Deux mois plus tard, il lui écrit à nouveau : « ce qui a le plus de chance de paraître un jour, c’est Sainte-Beuve (pas le second pastiche[5], mais l’étude)…. Si je suis encore vivant cet automne, il y a des chances pour que Sainte-Beuve ait paru… »
En mai 1909, il se plaint de la difficulté de son travail, qu’il qualifie de « détestable ». On n’arrive pas à savoir quand son projet d’essai sur Sainte-Beuve bascule dans le roman.
Pendant l’été, Proust écrit à Reynaldo Hahn :
« Je crains que mon roman sur le vielch Sainte-Beuve
Ne soit pas, entre nous, très goûté chez la Beuve[6] »

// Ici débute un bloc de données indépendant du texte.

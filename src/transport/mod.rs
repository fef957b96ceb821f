pub mod client;

use std::collections::BTreeMap;

use serde::{Deserialize, Serialize};

pub use client::{ReqwestTransport, REQUEST_TIMEOUT};

pub const DEFAULT_USER_AGENT: &str = concat!("gsignin/", env!("CARGO_PKG_VERSION"));

/// Caller-supplied overrides for outbound requests (the `context_options`
/// config key). Unset fields fall back to [`TransportOptions::defaults`].
#[derive(Debug, Clone, Default, PartialEq, Eq, Serialize, Deserialize)]
#[serde(default)]
pub struct TransportOptions {
    /// Skips TLS certificate validation. Unsafe; only for local test providers.
    pub danger_accept_invalid_certs: Option<bool>,
    pub proxy: Option<String>,
    pub user_agent: Option<String>,
    pub headers: BTreeMap<String, String>,
}

impl TransportOptions {
    pub fn defaults() -> Self {
        Self {
            danger_accept_invalid_certs: Some(false),
            proxy: None,
            user_agent: Some(DEFAULT_USER_AGENT.to_string()),
            headers: BTreeMap::new(),
        }
    }

    /// Overlays `self` on `base`: set fields win, headers merge key by key.
    pub fn merged_over(&self, base: &TransportOptions) -> TransportOptions {
        let mut headers = base.headers.clone();
        headers.extend(self.headers.iter().map(|(k, v)| (k.clone(), v.clone())));

        TransportOptions {
            danger_accept_invalid_certs: self
                .danger_accept_invalid_certs
                .or(base.danger_accept_invalid_certs),
            proxy: self.proxy.clone().or_else(|| base.proxy.clone()),
            user_agent: self.user_agent.clone().or_else(|| base.user_agent.clone()),
            headers,
        }
    }

    pub fn accepts_invalid_certs(&self) -> bool {
        self.danger_accept_invalid_certs.unwrap_or(false)
    }
}

/// What came back from the provider, kept verbatim for diagnostics.
#[derive(Debug, Clone, Default, PartialEq, Eq)]
pub struct HttpResponse {
    pub status: u16,
    pub headers: BTreeMap<String, String>,
    pub body: String,
}

#[derive(Debug, thiserror::Error)]
pub enum TransportError {
    #[error("Failed to build HTTP client: {0}")]
    Client(#[source] reqwest::Error),

    #[error("Invalid proxy URL '{url}': {source}")]
    Proxy {
        url: String,
        #[source]
        source: reqwest::Error,
    },

    #[error("Invalid request header '{0}'")]
    Header(String),

    #[error("Request to {url} timed out after {secs}s")]
    Timeout { url: String, secs: u64 },

    #[error("Request to {url} failed: {source}")]
    Request {
        url: String,
        #[source]
        source: reqwest::Error,
    },
}

/// The outbound HTTP collaborator. Both calls block until a response arrives
/// or the fixed timeout elapses.
pub trait HttpTransport {
    fn post_form(
        &self,
        url: &str,
        form: &[(&str, &str)],
        options: &TransportOptions,
    ) -> Result<HttpResponse, TransportError>;

    fn get(
        &self,
        url: &str,
        query: &[(&str, &str)],
        options: &TransportOptions,
    ) -> Result<HttpResponse, TransportError>;
}
use url::Url;

use crate::config::{ConfigError, StrategyConfig};
use crate::provider::google::OPTIONAL_KEYS;

/// A `302 Found` pointing the browser at the provider.
#[derive(Debug, Clone, PartialEq, Eq)]
pub struct Redirect {
    pub status: u16,
    pub location: Url,
}

/// Authorization query parameters, in order. Setting an existing key
/// replaces its value in place.
fn authorization_params(config: &StrategyConfig) -> Vec<(&'static str, String)> {
    let mut params: Vec<(&'static str, String)> = vec![
        ("client_id", config.client_id.clone()),
        ("redirect_uri", config.redirect_uri().to_string()),
        ("response_type", "code".to_string()),
        ("scope", config.scope()),
    ];

    for &key in OPTIONAL_KEYS {
        let Some(value) = config.optional(key) else {
            continue;
        };
        match params.iter_mut().find(|(existing, _)| *existing == key) {
            Some(slot) => slot.1 = value.to_string(),
            None => params.push((key, value.to_string())),
        }
    }

    params
}

/// Fails with `MissingKey("redirect_uri")` unless a redirect URI was
/// configured or derived by [`StrategyConfig::apply_defaults`].
pub fn build_authorization_url(config: &StrategyConfig) -> Result<Url, ConfigError> {
    if config.optional("redirect_uri").is_none() {
        return Err(ConfigError::MissingKey("redirect_uri"));
    }

    let mut url =
        Url::parse(&config.endpoints.authorize_url).map_err(|source| ConfigError::InvalidUrl {
            key: "authorize_url".to_string(),
            source,
        })?;

    {
        let mut query = url.query_pairs_mut();
        for (key, value) in authorization_params(config) {
            query.append_pair(key, &value);
        }
    }

    Ok(url)
}

pub fn redirect(config: &StrategyConfig) -> Result<Redirect, ConfigError> {
    let location = build_authorization_url(config)?;
    tracing::info!(
        endpoint = %config.endpoints.authorize_url,
        has_state = config.optional("state").is_some(),
        "redirecting to provider for authorization"
    );
    Ok(Redirect {
        status: 302,
        location,
    })
}
pub mod google;

use serde::{Deserialize, Serialize};

/// The three provider URLs a strategy talks to. Defaults to Google's.
#[derive(Debug, Clone, PartialEq, Eq, Serialize, Deserialize)]
#[serde(default)]
pub struct ProviderEndpoints {
    pub authorize_url: String,
    pub token_url: String,
    pub userinfo_url: String,
}

impl Default for ProviderEndpoints {
    fn default() -> Self {
        Self {
            authorize_url: google::AUTH_URL.to_string(),
            token_url: google::TOKEN_URL.to_string(),
            userinfo_url: google::USERINFO_URL.to_string(),
        }
    }
}

impl ProviderEndpoints {
    pub fn urls(&self) -> [(&'static str, &str); 3] {
        [
            ("authorize_url", &self.authorize_url),
            ("token_url", &self.token_url),
            ("userinfo_url", &self.userinfo_url),
        ]
    }
}
use serde::{Deserialize, Serialize};
use url::Url;

use super::ConfigError;
use crate::provider::{google, ProviderEndpoints};
use crate::transport::TransportOptions;

/// Strategy configuration, as read from `config.toml`.
#[derive(Debug, Clone, PartialEq, Serialize, Deserialize)]
pub struct StrategyConfig {
    #[serde(default)]
    pub client_id: String,
    #[serde(default)]
    pub client_secret: String,
    pub redirect_uri: Option<String>,
    pub scope: Option<String>,
    pub state: Option<String>,
    pub access_type: Option<String>,
    pub approval_prompt: Option<String>,
    /// Transport overrides merged into both outbound calls.
    #[serde(default)]
    pub context_options: TransportOptions,
    /// Treat a user-info payload without `id` as a failure.
    #[serde(default = "default_require_uid")]
    pub require_uid: bool,
    #[serde(default)]
    pub endpoints: ProviderEndpoints,
}

fn default_require_uid() -> bool {
    true
}

impl Default for StrategyConfig {
    fn default() -> Self {
        Self {
            client_id: String::new(),
            client_secret: String::new(),
            redirect_uri: None,
            scope: None,
            state: None,
            access_type: None,
            approval_prompt: None,
            context_options: TransportOptions::default(),
            require_uid: default_require_uid(),
            endpoints: ProviderEndpoints::default(),
        }
    }
}

impl StrategyConfig {
    pub fn new(client_id: impl Into<String>, client_secret: impl Into<String>) -> Self {
        Self {
            client_id: client_id.into(),
            client_secret: client_secret.into(),
            ..Default::default()
        }
    }

    /// Value of an optional pass-through key, if set and non-empty.
    pub fn optional(&self, key: &str) -> Option<&str> {
        let value = match key {
            "redirect_uri" => &self.redirect_uri,
            "scope" => &self.scope,
            "state" => &self.state,
            "access_type" => &self.access_type,
            "approval_prompt" => &self.approval_prompt,
            _ => return None,
        };
        value.as_deref().filter(|v| !v.is_empty())
    }

    pub fn redirect_uri(&self) -> &str {
        self.optional("redirect_uri").unwrap_or_default()
    }

    pub fn scope(&self) -> String {
        self.optional("scope")
            .map(str::to_string)
            .unwrap_or_else(google::default_scope)
    }

    /// Fills `redirect_uri` and `scope` when absent. `strategy_url` is the
    /// public URL the host mounts the strategy at.
    pub fn apply_defaults(&mut self, strategy_url: &str) {
        if self.optional("redirect_uri").is_none() {
            let mut base = strategy_url.to_string();
            if !base.ends_with('/') {
                base.push('/');
            }
            self.redirect_uri = Some(format!("{}{}", base, google::CALLBACK_PATH));
        }
        if self.optional("scope").is_none() {
            self.scope = Some(google::default_scope());
        }
    }

    pub fn validate(&self) -> Result<(), ConfigError> {
        if self.client_id.is_empty() {
            return Err(ConfigError::MissingKey("client_id"));
        }
        if self.client_secret.is_empty() {
            return Err(ConfigError::MissingKey("client_secret"));
        }

        for (key, url) in self.endpoints.urls() {
            parse_url(key, url)?;
        }
        if let Some(redirect_uri) = self.optional("redirect_uri") {
            parse_url("redirect_uri", redirect_uri)?;
        }

        Ok(())
    }
}

fn parse_url(key: &str, value: &str) -> Result<Url, ConfigError> {
    Url::parse(value).map_err(|source| ConfigError::InvalidUrl {
        key: key.to_string(),
        source,
    })
}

A partir de là, il parle de plus en plus souvent de « roman ». Le projet a sans doute beaucoup évolué, car évoquant les éditeurs qui pourraient le publier, il parle des choses obscènes que contient son roman et qui l’empêcherait de le proposer à Calmann-Lévy. Dans une autre lettre, il parle du Contre Sainte-Beuve comme d’un véritable roman, d’un roman extrêmement impudique, d’un roman qui se termine par une conversation sur Sainte-Beuve et l’esthétique.
A l’automne 1909, le Contre Sainte-Beuve est refusé par le Mercure de France (et on en est très heureux, car c’est à ce refus que l’on doit la Recherche !). Mais l’orientation vers la forme romanesque n’a pas enterré le désir d’écrire sur Sainte-Beuve, comme en témoigne une lettre de 1912 à Mme Strauss.
Proust publiera finalement ses écrits sur Sainte-Beuve en 1919, à l’occasion du cinquantenaire de sa mort.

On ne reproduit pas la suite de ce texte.